DNA helicases use energy derived from nucleoside 5'-triphosphate hydrolysis to catalyze the separation of double-stranded DNA into single-stranded intermediates for replication, recombination, and repair. Escherichia coli helicase II (UvrD) functions in methyl-directed mismatch repair, nucleotide excision repair, and homologous recombination. A previously discovered 2-amino acid substitution of residues 403 and 404 (both Asp → Ala) in the 2B subdomain of UvrD (uvrD303) confers an antimutator and UV-sensitive phenotype on cells expressing this allele. The purified protein exhibits a "hyper-helicase" unwinding activity in vitro. Using rapid quench, pre-steady state kinetic experiments we show the increased helicase activity of UvrD303 is due to an increase in the processivity of the unwinding reaction.

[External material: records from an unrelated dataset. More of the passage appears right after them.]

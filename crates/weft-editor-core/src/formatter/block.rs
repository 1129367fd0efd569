//! Lists and quotes: whole-line containers.
//!
//! Unordered lists, ordered lists and quotes exclude each other on a line.
//! Lists also exclude headings and paragraphs; quotes may hold them.
//! A list span is always accompanied by one list item span per item; items
//! normally cover one line but may span several when joined by `<br>`.

use std::fmt;
use std::ops::Range;

use crate::document::Document;
use crate::format::{ExclusionGroup, Format, ListKind};
use crate::formatter::{cut_block, touches_lines, whole_lines};
use crate::span::{Span, line_ranges};
use crate::text::TextBuffer;
use crate::types::TextChange;

/// Every line touched by `range` is covered by a span of `format`.
pub fn contains_block(doc: &Document, format: Format, range: Range<usize>) -> bool {
    line_ranges(doc.text(), range.start, range.end)
        .iter()
        .all(|line| {
            doc.spans()
                .of_format(format)
                .any(|s| s.start <= line.start && line.end <= s.end)
        })
}

/// Bullet or number shown in front of a list item.
#[derive(Clone, Copy, Debug, PartialEq, Eq)]
pub struct ListItemMarker {
    pub kind: ListKind,
    /// 1-based position, offset by the list's `start` attribute.
    pub number: usize,
}

impl fmt::Display for ListItemMarker {
    fn fmt(&self, f: &mut fmt::Formatter<'_>) -> fmt::Result {
        match self.kind {
            ListKind::Ordered => write!(f, "{}.", self.number),
            ListKind::Unordered => f.write_str("\u{2022}"),
        }
    }
}

/// Innermost list span holding `item`.
fn parent_list<'s>(spans: &'s [Span], item: &Span) -> Option<&'s Span> {
    spans
        .iter()
        .filter(|s| s.format.is_list() && s.start <= item.start && item.end <= s.end)
        .min_by_key(|s| s.len())
}

/// Marker for the list item at `offset`, numbered lazily from the items
/// that share its list.
pub fn list_item_marker(doc: &Document, offset: usize) -> Option<ListItemMarker> {
    let spans = doc.spans().as_slice();
    let item = doc.spans().block_at(offset, |f| f == Format::ListItem)?;
    let list = parent_list(spans, item)?;
    let kind = list.format.list_kind()?;

    let position = spans
        .iter()
        .filter(|s| s.format == Format::ListItem && s.start <= item.start)
        .filter(|s| parent_list(spans, s) == Some(list))
        .count();
    let first = list
        .attributes
        .get("start")
        .and_then(|v| v.trim().parse::<usize>().ok())
        .unwrap_or(1);
    Some(ListItemMarker {
        kind,
        number: first + position.saturating_sub(1),
    })
}

pub struct BlockFormatter<'a> {
    doc: &'a mut Document,
}

impl<'a> BlockFormatter<'a> {
    pub fn new(doc: &'a mut Document) -> Self {
        Self { doc }
    }

    pub fn toggle_list(&mut self, kind: ListKind, range: Range<usize>) {
        let format = kind.format();
        let lines = whole_lines(self.doc.text(), range.start, range.end);
        if contains_block(self.doc, format, range) {
            tracing::debug!(target: "weft::edit", %format, ?lines, "removing list");
            self.cut(&lines, |f| f == format || f == Format::ListItem);
        } else {
            tracing::debug!(target: "weft::edit", %format, ?lines, "applying list");
            self.clear_group(&lines, true);
            self.join_adjacent(format, lines.clone());
            let items: Vec<Span> = line_ranges(self.doc.text(), lines.start, lines.end)
                .into_iter()
                .map(|line| Span::new(Format::ListItem, line.start, line.end))
                .collect();
            self.doc.spans_mut().extend(items);
        }
        self.doc.canonicalize();
    }

    pub fn toggle_quote(&mut self, range: Range<usize>) {
        let lines = whole_lines(self.doc.text(), range.start, range.end);
        if contains_block(self.doc, Format::Quote, range) {
            tracing::debug!(target: "weft::edit", ?lines, "removing quote");
            self.cut(&lines, |f| f == Format::Quote);
        } else {
            tracing::debug!(target: "weft::edit", ?lines, "applying quote");
            self.clear_group(&lines, false);
            self.join_adjacent(Format::Quote, lines);
        }
        self.doc.canonicalize();
    }

    /// Remove the lines `lines` from every block span of a matching format;
    /// what remains above and below is kept with the same attributes.
    fn cut(&mut self, lines: &Range<usize>, pred: impl Fn(Format) -> bool) {
        self.doc
            .spans_mut()
            .replace_where(|s| pred(s.format) && touches_lines(s, lines), |s| cut_block(s, lines));
    }

    /// Clear the container group (and the items of any list) from `lines`,
    /// along with headings and paragraphs when `line_formats` is set.
    fn clear_group(&mut self, lines: &Range<usize>, line_formats: bool) {
        self.cut(lines, |f| match f.exclusion_group() {
            Some(ExclusionGroup::Container) => true,
            Some(ExclusionGroup::Line) => line_formats,
            None => f == Format::ListItem,
        });
    }

    /// Cover `lines` with `format`, merging with same-format blocks that end
    /// on the line above or start on the line below.
    fn join_adjacent(&mut self, format: Format, lines: Range<usize>) {
        let largest = |pred: &dyn Fn(&Span) -> bool| {
            self.doc
                .spans()
                .iter()
                .filter(|s| s.format == format && pred(s))
                .max_by_key(|s| s.len())
                .cloned()
        };
        let above = largest(&|s: &Span| s.end + 1 == lines.start);
        let below = largest(&|s: &Span| s.start == lines.end + 1);

        let spans = self.doc.spans_mut();
        match (above, below) {
            (Some(above), below) => {
                let end = below.as_ref().map_or(lines.end, |b| b.end);
                if let Some(below) = below {
                    spans.replace_first(&below, Vec::new());
                }
                let joined = Span {
                    end,
                    ..above.clone()
                };
                spans.replace_first(&above, vec![joined]);
            }
            (None, Some(below)) => {
                let joined = Span {
                    start: lines.start,
                    ..below.clone()
                };
                spans.replace_first(&below, vec![joined]);
            }
            (None, None) => spans.push(Span::new(format, lines.start, lines.end)),
        }
    }

    /// Re-shape blocks after a user edit inserted line breaks.
    ///
    /// Returns the new caret when a break typed on an empty last list item
    /// or quote line was consumed to leave the block.
    pub fn handle_line_breaks(&mut self, change: TextChange, inserted: &str) -> Option<usize> {
        if inserted == "\n" {
            if let Some(caret) = self.exit_empty_block(change.start) {
                return Some(caret);
            }
        }

        let breaks: Vec<usize> = inserted
            .chars()
            .enumerate()
            .filter(|&(_, c)| c == '\n')
            .map(|(i, _)| change.start + i)
            .collect();
        for at in breaks {
            self.split_item(at);
            crate::formatter::LineBlockFormatter::new(self.doc).split_at(at);
        }
        self.doc.canonicalize();
        None
    }

    /// Split the innermost list item containing the line break at `at`.
    fn split_item(&mut self, at: usize) {
        let Some(item) = self
            .doc
            .spans()
            .iter()
            .filter(|s| s.format == Format::ListItem && s.start <= at && at < s.end)
            .min_by_key(|s| s.len())
            .cloned()
        else {
            return;
        };
        let tail = Span::new(Format::ListItem, at + 1, item.end).with_tag(item.tag.clone());
        let head = Span {
            end: at,
            ..item.clone()
        };
        tracing::trace!(target: "weft::edit", at, "splitting list item");
        self.doc.spans_mut().replace_first(&item, vec![head, tail]);
    }

    /// A break typed on an empty line that is the last item of a list, or
    /// the last line of a quote, leaves the block: the item or line is
    /// dropped from it and the break is removed again.
    fn exit_empty_block(&mut self, at: usize) -> Option<usize> {
        let text = self.doc.text();
        if !text.is_line_start(at) || !text.is_line_end(at + 1) {
            return None;
        }
        let spans = self.doc.spans().as_slice();
        let item = spans
            .iter()
            .filter(|s| s.format == Format::ListItem && s.start == at && s.end == at + 1)
            .min_by_key(|s| s.len())
            .cloned();

        let (container, item) = match item {
            Some(item) => {
                let list = parent_list(spans, &item)?.clone();
                if list.end != item.end {
                    return None;
                }
                (list, Some(item))
            }
            None => {
                let quote = spans
                    .iter()
                    .filter(|s| s.format == Format::Quote && s.start <= at && s.end == at + 1)
                    .min_by_key(|s| s.len())?
                    .clone();
                (quote, None)
            }
        };

        tracing::debug!(
            target: "weft::edit",
            format = %container.format,
            at,
            "leaving block on empty last line"
        );
        let spans = self.doc.spans_mut();
        if let Some(item) = &item {
            spans.replace_first(item, Vec::new());
        }
        let shrunk = if container.start < at {
            vec![Span {
                end: at - 1,
                ..container.clone()
            }]
        } else {
            Vec::new()
        };
        spans.replace_first(&container, shrunk);
        self.doc.nested_replace(at..at + 1, "");
        Some(at)
    }
}

#[cfg(test)]
mod tests {
    use super::*;
    use crate::html::serialize;

    fn doc(text: &str, spans: Vec<Span>) -> Document {
        Document::from_parts(text, spans)
    }

    fn html(doc: &Document) -> String {
        serialize(&doc.content(), doc.spans().as_slice(), None)
    }

    fn ordered(text: &str) -> Document {
        let mut d = doc(text, vec![]);
        let len = d.len_chars();
        BlockFormatter::new(&mut d).toggle_list(ListKind::Ordered, 0..len);
        d
    }

    #[test]
    fn list_toggle_covers_whole_lines() {
        let mut d = doc("one\ntwo\nthree", vec![]);
        BlockFormatter::new(&mut d).toggle_list(ListKind::Unordered, 1..5);
        assert_eq!(html(&d), "<ul><li>one</li><li>two</li></ul>three");
        assert!(contains_block(&d, Format::UnorderedList, 0..0));
        assert!(!contains_block(&d, Format::UnorderedList, 8..8));
    }

    #[test]
    fn toggling_off_in_the_middle_splits_the_list() {
        let mut d = ordered("a\nb\nc");
        BlockFormatter::new(&mut d).toggle_list(ListKind::Ordered, 2..2);
        assert_eq!(
            html(&d),
            "<ol><li>a</li></ol>b<ol><li>c</li></ol>"
        );
    }

    #[test]
    fn toggling_on_between_lists_joins_them() {
        let mut d = ordered("a\nb\nc");
        BlockFormatter::new(&mut d).toggle_list(ListKind::Ordered, 2..2);
        BlockFormatter::new(&mut d).toggle_list(ListKind::Ordered, 2..2);
        assert_eq!(html(&d), "<ol><li>a</li><li>b</li><li>c</li></ol>");
        assert_eq!(d.spans().of_format(Format::OrderedList).count(), 1);
    }

    #[test]
    fn list_kinds_and_quotes_exclude_each_other() {
        let mut d = ordered("a\nb");
        BlockFormatter::new(&mut d).toggle_list(ListKind::Unordered, 0..0);
        assert_eq!(html(&d), "<ul><li>a</li></ul><ol><li>b</li></ol>");
        BlockFormatter::new(&mut d).toggle_quote(0..3);
        assert_eq!(html(&d), "<blockquote>a<br>b</blockquote>");
    }

    #[test]
    fn list_replaces_heading_but_quote_keeps_it() {
        let h1 = Format::Heading(crate::format::HeadingLevel::H1);
        let mut d = doc("a\nb", vec![Span::new(h1, 0, 1), Span::new(h1, 2, 3)]);
        BlockFormatter::new(&mut d).toggle_list(ListKind::Unordered, 0..0);
        assert_eq!(html(&d), "<ul><li>a</li></ul><h1>b</h1>");
        BlockFormatter::new(&mut d).toggle_quote(2..2);
        assert_eq!(html(&d), "<ul><li>a</li></ul><blockquote><h1>b</h1></blockquote>");
    }

    #[test]
    fn break_inside_item_splits_it() {
        let mut d = ordered("ab");
        d.splice(1..1, "\n");
        d.canonicalize();
        let caret = BlockFormatter::new(&mut d).handle_line_breaks(TextChange::insertion(1, 1), "\n");
        assert_eq!(caret, None);
        assert_eq!(html(&d), "<ol><li>a</li><li>b</li></ol>");
    }

    #[test]
    fn break_on_empty_last_item_leaves_the_list() {
        let mut d = doc(
            "a\n",
            vec![
                Span::new(Format::OrderedList, 0, 2),
                Span::new(Format::ListItem, 0, 1),
                Span::new(Format::ListItem, 2, 2),
            ],
        );
        assert_eq!(html(&d), "<ol><li>a</li><li></li></ol>");
        d.splice(2..2, "\n");
        d.canonicalize();
        let caret = BlockFormatter::new(&mut d).handle_line_breaks(TextChange::insertion(2, 1), "\n");
        assert_eq!(caret, Some(2));
        assert_eq!(d.content(), "a\n");
        assert_eq!(
            d.spans().iter().map(|s| (s.format, s.range())).collect::<Vec<_>>(),
            vec![(Format::OrderedList, 0..1), (Format::ListItem, 0..1)]
        );
        assert_eq!(d.take_nested_edits(), 1);
    }

    #[test]
    fn break_on_empty_last_quote_line_leaves_the_quote() {
        let mut d = doc("abc\n", vec![Span::new(Format::Quote, 0, 4)]);
        d.splice(4..4, "\n");
        d.canonicalize();
        let caret = BlockFormatter::new(&mut d).handle_line_breaks(TextChange::insertion(4, 1), "\n");
        assert_eq!(caret, Some(4));
        assert_eq!(d.content(), "abc\n");
        assert_eq!(d.spans().as_slice()[0].range(), 0..3);
    }

    #[test]
    fn markers_count_siblings_only() {
        let d = doc(
            "a\nb\nc\nd",
            vec![
                Span::new(Format::OrderedList, 0, 7)
                    .with_attributes(crate::attributes::AttributeBag::new().with("start", "3")),
                Span::new(Format::ListItem, 0, 5),
                Span::new(Format::UnorderedList, 2, 5),
                Span::new(Format::ListItem, 2, 3),
                Span::new(Format::ListItem, 4, 5),
                Span::new(Format::ListItem, 6, 7),
            ],
        );
        assert_eq!(list_item_marker(&d, 0).map(|m| m.to_string()), Some("3.".into()));
        assert_eq!(list_item_marker(&d, 4).map(|m| m.to_string()), Some("\u{2022}".into()));
        assert_eq!(list_item_marker(&d, 6).map(|m| m.number), Some(4));
    }
}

We suggest that this mutation in the 2B subdomain results in a weakened interaction with the 1B subdomain, allowing the helicase to adopt a more open conformation. This is consistent with the idea that the 2B subdomain may have an autoregulatory role. The UvrD303 mutation may enable the helicase to unwind DNA via a "strand displacement" mechanism, which is similar to the mechanism used to processively translocate along single-stranded DNA, and the increased unwinding processivity may contribute directly to the antimutator phenotype.